* **WHAT IS REQUIRED**:
Transcribe the records below. Leave nothing out and change nothing.

* **RECORDS PROVIDED**:
====
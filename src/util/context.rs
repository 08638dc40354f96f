//! Global context for fotno operations.
//!
//! Provides centralized access to the repository root, configuration paths
//! and loaded configuration.

use std::path::{Path, PathBuf};

use anyhow::{Context, Result};

use crate::util::config::Config;

/// Name of the per-repository fotno directory.
pub const PROJECT_DIR_NAME: &str = ".fotno";

/// Global context containing configuration and paths.
#[derive(Debug, Clone)]
pub struct GlobalContext {
    /// Current working directory
    cwd: PathBuf,

    /// Repository root (defaults to cwd)
    root: PathBuf,
}

impl GlobalContext {
    /// Create a new GlobalContext rooted at the current directory.
    pub fn new() -> Result<Self> {
        let cwd = std::env::current_dir().context("failed to get current directory")?;

        Ok(GlobalContext {
            root: cwd.clone(),
            cwd,
        })
    }

    /// Create a GlobalContext with a specific working directory.
    pub fn with_cwd(cwd: PathBuf) -> Self {
        GlobalContext {
            root: cwd.clone(),
            cwd,
        }
    }

    /// Use a different repository root. Relative paths resolve against cwd.
    pub fn with_root(mut self, root: impl AsRef<Path>) -> Self {
        self.root = self.cwd.join(root);
        self
    }

    /// Get the current working directory.
    pub fn cwd(&self) -> &Path {
        &self.cwd
    }

    /// Get the repository root.
    pub fn root(&self) -> &Path {
        &self.root
    }

    /// Get the repository-local fotno directory.
    pub fn project_dir(&self) -> PathBuf {
        self.root.join(PROJECT_DIR_NAME)
    }

    /// Get the repository configuration file path.
    pub fn config_path(&self) -> PathBuf {
        self.project_dir().join("config.toml")
    }

    /// Load the repository configuration, falling back to defaults.
    pub fn config(&self) -> Config {
        Config::load_or_default(&self.config_path())
    }
}
//! Workspace - the monorepo being formatted.
//!
//! A Workspace ties together the repository root, which holds the package
//! roots, and the source directory searched for manifests.

use std::path::{Path, PathBuf};

use anyhow::{Context, Result};
use walkdir::{DirEntry, WalkDir};

use crate::core::locations::PackageLocations;
use crate::core::manifest::MANIFEST_FILE_NAME;

/// Default directory, relative to the repository root, searched for manifests.
pub const DEFAULT_SOURCE: &str = "packages";

/// A monorepo checkout.
#[derive(Debug, Clone)]
pub struct Workspace {
    /// Repository root
    root: PathBuf,

    /// Manifest search directory, relative to `root`
    source: PathBuf,
}

impl Workspace {
    /// Create a workspace searching the default source directory.
    pub fn new(root: impl Into<PathBuf>) -> Self {
        Workspace {
            root: root.into(),
            source: PathBuf::from(DEFAULT_SOURCE),
        }
    }

    /// Use a different manifest search directory.
    pub fn with_source(mut self, source: impl Into<PathBuf>) -> Self {
        self.source = source.into();
        self
    }

    /// Get the repository root.
    pub fn root(&self) -> &Path {
        &self.root
    }

    /// Get the source directory as configured.
    pub fn source(&self) -> &Path {
        &self.source
    }

    /// Get the absolute source directory.
    pub fn source_dir(&self) -> PathBuf {
        self.root.join(&self.source)
    }

    /// Find every `fonto-manifest.json` below the source directory.
    ///
    /// The walk is sorted by file name so the order is stable for a given
    /// directory tree. Hidden directories are not entered. A missing source
    /// directory yields no manifests.
    pub fn find_manifests(&self) -> Result<Vec<PathBuf>> {
        let source_dir = self.source_dir();
        if !source_dir.is_dir() {
            tracing::debug!("source directory does not exist: {}", source_dir.display());
            return Ok(Vec::new());
        }

        let mut manifests = Vec::new();
        let walker = WalkDir::new(&source_dir)
            .sort_by_file_name()
            .into_iter()
            .filter_entry(|entry| entry.depth() == 0 || !is_hidden(entry));

        for entry in walker {
            let entry = entry
                .with_context(|| format!("failed to walk directory: {}", source_dir.display()))?;
            if entry.file_type().is_file() && entry.file_name() == MANIFEST_FILE_NAME {
                manifests.push(entry.into_path());
            }
        }

        Ok(manifests)
    }

    /// Build the package location index for this repository.
    pub fn package_locations(&self) -> Result<PackageLocations> {
        PackageLocations::discover(&self.root)
    }
}

fn is_hidden(entry: &DirEntry) -> bool {
    entry
        .file_name()
        .to_str()
        .map(|name| name.starts_with('.'))
        .unwrap_or(false)
}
====
* **REPLY TO THE EXERCISE**:
filename src/util/context.rs
repository 08638dc40354f96f
//! Global context for fotno operations.
//!
//! Provides centralized access to the repository root, configuration paths
//! and loaded configuration.

use std::path::{Path, PathBuf};

use anyhow::{Context, Result};

use crate::util::config::Config;

/// Name of the per-repository fotno directory.
pub const PROJECT_DIR_NAME: &str = ".fotno";

/// Global context containing configuration and paths.
#[derive(Debug, Clone)]
pub struct GlobalContext {
    /// Current working directory
    cwd: PathBuf,

    /// Repository root (defaults to cwd)
    root: PathBuf,
}

impl GlobalContext {
    /// Create a new GlobalContext rooted at the current directory.
    pub fn new() -> Result<Self> {
        let cwd = std::env::current_dir().context("failed to get current directory")?;

        Ok(GlobalContext {
            root: cwd.clone(),
            cwd,
        })
    }

    /// Create a GlobalContext with a specific working directory.
    pub fn with_cwd(cwd: PathBuf) -> Self {
        GlobalContext {
            root: cwd.clone(),
            cwd,
        }
    }

    /// Use a different repository root. Relative paths resolve against cwd.
    pub fn with_root(mut self, root: impl AsRef<Path>) -> Self {
        self.root = self.cwd.join(root);
        self
    }

    /// Get the current working directory.
    pub fn cwd(&self) -> &Path {
        &self.cwd
    }

    /// Get the repository root.
    pub fn root(&self) -> &Path {
        &self.root
    }

    /// Get the repository-local fotno directory.
    pub fn project_dir(&self) -> PathBuf {
        self.root.join(PROJECT_DIR_NAME)
    }

    /// Get the repository configuration file path.
    pub fn config_path(&self) -> PathBuf {
        self.project_dir().join("config.toml")
    }

    /// Load the repository configuration, falling back to defaults.
    pub fn config(&self) -> Config {
        Config::load_or_default(&self.config_path())
    }
}
//! Workspace - the monorepo being formatted.
//!
//! A Workspace ties together the repository root, which holds the package
//! roots, and the source directory searched for manifests.

use std::path::{Path, PathBuf};

use anyhow::{Context, Result};
use walkdir::{DirEntry, WalkDir};

use crate::core::locations::PackageLocations;
use crate::core::manifest::MANIFEST_FILE_NAME;

/// Default directory, relative to the repository root, searched for manifests.
pub const DEFAULT_SOURCE: &str = "packages";

/// A monorepo checkout.
#[derive(Debug, Clone)]
pub struct Workspace {
    /// Repository root
    root: PathBuf,

    /// Manifest search directory, relative to `root`
    source: PathBuf,
}

impl Workspace {
    /// Create a workspace searching the default source directory.
    pub fn new(root: impl Into<PathBuf>) -> Self {
        Workspace {
            root: root.into(),
            source: PathBuf::from(DEFAULT_SOURCE),
        }
    }

    /// Use a different manifest search directory.
    pub fn with_source(mut self, source: impl Into<PathBuf>) -> Self {
        self.source = source.into();
        self
    }

    /// Get the repository root.
    pub fn root(&self) -> &Path {
        &self.root
    }

    /// Get the source directory as configured.
    pub fn source(&self) -> &Path {
        &self.source
    }

    /// Get the absolute source directory.
    pub fn source_dir(&self) -> PathBuf {
        self.root.join(&self.source)
    }

    /// Find every `fonto-manifest.json` below the source directory.
    ///
    /// The walk is sorted by file name so the order is stable for a given
    /// directory tree. Hidden directories are not entered. A missing source
    /// directory yields no manifests.
    pub fn find_manifests(&self) -> Result<Vec<PathBuf>> {
        let source_dir = self.source_dir();
        if !source_dir.is_dir() {
            tracing::debug!("source directory does not exist: {}", source_dir.display());
            return Ok(Vec::new());
        }

        let mut manifests = Vec::new();
        let walker = WalkDir::new(&source_dir)
            .sort_by_file_name()
            .into_iter()
            .filter_entry(|entry| entry.depth() == 0 || !is_hidden(entry));

        for entry in walker {
            let entry = entry
                .with_context(|| format!("failed to walk directory: {}", source_dir.display()))?;
            if entry.file_type().is_file() && entry.file_name() == MANIFEST_FILE_NAME {
                manifests.push(entry.into_path());
            }
        }

        Ok(manifests)
    }

    /// Build the package location index for this repository.
    pub fn package_locations(&self) -> Result<PackageLocations> {
        PackageLocations::discover(&self.root)
    }
}

fn is_hidden(entry: &DirEntry) -> bool {
    entry
        .file_name()
        .to_str()
        .map(|name| name.starts_with('.'))
        .unwrap_or(false)
}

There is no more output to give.